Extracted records
★ ★ ★ ★ ★ ★ ★

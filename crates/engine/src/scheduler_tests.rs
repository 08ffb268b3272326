// SPDX-License-Identifier: BUSL-1.1
// Copyright (c) 2026 Alfred Jean LLC

use super::*;
use chrono::TimeZone;
use mx_core::FakeClock;
use mx_mission::CronField;

fn at(y: i32, mo: u32, d: u32, h: u32, mi: u32, s: u32) -> DateTime<Utc> {
    Utc.with_ymd_and_hms(y, mo, d, h, mi, s).single().expect("valid date")
}

#[test]
fn date_job_fires_once_then_deregisters() {
    let scheduler = Scheduler::with_clock(DEFAULT_CONCURRENCY, FakeClock::new());
    let target = at(2026, 7, 28, 12, 0, 0);
    scheduler.register("m1", Trigger::Date(target));
    assert_eq!(scheduler.poll(target), vec!["m1".to_string()]);
    assert!(scheduler.poll(target).is_empty());
    assert!(!scheduler.is_registered("m1"));
}

#[test]
fn cron_job_fires_once_per_matching_instant() {
    let scheduler = Scheduler::with_clock(DEFAULT_CONCURRENCY, FakeClock::new());
    let spec = CronSpec { minute: Some(CronField::Text("*".into())), ..Default::default() };
    scheduler.register("m1", Trigger::Cron(spec));
    let tick = at(2026, 7, 28, 9, 0, 0);
    assert_eq!(scheduler.poll(tick), vec!["m1".to_string()]);
    // polling again at the same instant must not re-fire (no double-count per tick).
    assert!(scheduler.poll(tick).is_empty());
    let next = at(2026, 7, 28, 9, 1, 0);
    assert_eq!(scheduler.poll(next), vec!["m1".to_string()]);
}

#[test]
fn running_job_is_collapsed_out_of_poll() {
    let scheduler = Scheduler::with_clock(DEFAULT_CONCURRENCY, FakeClock::new());
    let spec = CronSpec { minute: Some(CronField::Text("*".into())), ..Default::default() };
    scheduler.register("m1", Trigger::Cron(spec));
    let tick = at(2026, 7, 28, 9, 0, 0);
    assert_eq!(scheduler.poll(tick), vec!["m1".to_string()]);
    scheduler.mark_running("m1");
    let next = at(2026, 7, 28, 9, 1, 0);
    assert!(scheduler.poll(next).is_empty());
    scheduler.mark_complete("m1");
    let third = at(2026, 7, 28, 9, 2, 0);
    assert_eq!(scheduler.poll(third), vec!["m1".to_string()]);
}

#[test]
fn re_registering_overwrites_the_existing_job() {
    let scheduler = Scheduler::with_clock(DEFAULT_CONCURRENCY, FakeClock::new());
    scheduler.register("m1", Trigger::Date(at(2026, 1, 1, 0, 0, 0)));
    scheduler.register("m1", Trigger::Date(at(2027, 1, 1, 0, 0, 0)));
    assert!(scheduler.poll(at(2026, 1, 1, 0, 0, 0)).is_empty());
    assert_eq!(scheduler.poll(at(2027, 1, 1, 0, 0, 0)), vec!["m1".to_string()]);
}

#[test]
fn is_one_shot_reflects_trigger_kind() {
    let scheduler = Scheduler::with_clock(DEFAULT_CONCURRENCY, FakeClock::new());
    scheduler.register("date-job", Trigger::Date(at(2026, 1, 1, 0, 0, 0)));
    scheduler.register("cron-job", Trigger::Cron(CronSpec::default()));
    assert_eq!(scheduler.is_one_shot("date-job"), Some(true));
    assert_eq!(scheduler.is_one_shot("cron-job"), Some(false));
    assert_eq!(scheduler.is_one_shot("missing"), None);
}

★ ★ ★ ★ ★ ★ ★

Output the lines above verbatim and in full.

filename crates/engine/src/scheduler_tests.rs
repository 08ffb268b3272326
// SPDX-License-Identifier: BUSL-1.1
// Copyright (c) 2026 Alfred Jean LLC

use super::*;
use chrono::TimeZone;
use mx_core::FakeClock;
use mx_mission::CronField;

fn at(y: i32, mo: u32, d: u32, h: u32, mi: u32, s: u32) -> DateTime<Utc> {
    Utc.with_ymd_and_hms(y, mo, d, h, mi, s).single().expect("valid date")
}

#[test]
fn date_job_fires_once_then_deregisters() {
    let scheduler = Scheduler::with_clock(DEFAULT_CONCURRENCY, FakeClock::new());
    let target = at(2026, 7, 28, 12, 0, 0);
    scheduler.register("m1", Trigger::Date(target));
    assert_eq!(scheduler.poll(target), vec!["m1".to_string()]);
    assert!(scheduler.poll(target).is_empty());
    assert!(!scheduler.is_registered("m1"));
}

#[test]
fn cron_job_fires_once_per_matching_instant() {
    let scheduler = Scheduler::with_clock(DEFAULT_CONCURRENCY, FakeClock::new());
    let spec = CronSpec { minute: Some(CronField::Text("*".into())), ..Default::default() };
    scheduler.register("m1", Trigger::Cron(spec));
    let tick = at(2026, 7, 28, 9, 0, 0);
    assert_eq!(scheduler.poll(tick), vec!["m1".to_string()]);
    // polling again at the same instant must not re-fire (no double-count per tick).
    assert!(scheduler.poll(tick).is_empty());
    let next = at(2026, 7, 28, 9, 1, 0);
    assert_eq!(scheduler.poll(next), vec!["m1".to_string()]);
}

#[test]
fn running_job_is_collapsed_out_of_poll() {
    let scheduler = Scheduler::with_clock(DEFAULT_CONCURRENCY, FakeClock::new());
    let spec = CronSpec { minute: Some(CronField::Text("*".into())), ..Default::default() };
    scheduler.register("m1", Trigger::Cron(spec));
    let tick = at(2026, 7, 28, 9, 0, 0);
    assert_eq!(scheduler.poll(tick), vec!["m1".to_string()]);
    scheduler.mark_running("m1");
    let next = at(2026, 7, 28, 9, 1, 0);
    assert!(scheduler.poll(next).is_empty());
    scheduler.mark_complete("m1");
    let third = at(2026, 7, 28, 9, 2, 0);
    assert_eq!(scheduler.poll(third), vec!["m1".to_string()]);
}

#[test]
fn re_registering_overwrites_the_existing_job() {
    let scheduler = Scheduler::with_clock(DEFAULT_CONCURRENCY, FakeClock::new());
    scheduler.register("m1", Trigger::Date(at(2026, 1, 1, 0, 0, 0)));
    scheduler.register("m1", Trigger::Date(at(2027, 1, 1, 0, 0, 0)));
    assert!(scheduler.poll(at(2026, 1, 1, 0, 0, 0)).is_empty());
    assert_eq!(scheduler.poll(at(2027, 1, 1, 0, 0, 0)), vec!["m1".to_string()]);
}

#[test]
fn is_one_shot_reflects_trigger_kind() {
    let scheduler = Scheduler::with_clock(DEFAULT_CONCURRENCY, FakeClock::new());
    scheduler.register("date-job", Trigger::Date(at(2026, 1, 1, 0, 0, 0)));
    scheduler.register("cron-job", Trigger::Cron(CronSpec::default()));
    assert_eq!(scheduler.is_one_shot("date-job"), Some(true));
    assert_eq!(scheduler.is_one_shot("cron-job"), Some(false));
    assert_eq!(scheduler.is_one_shot("missing"), None);
}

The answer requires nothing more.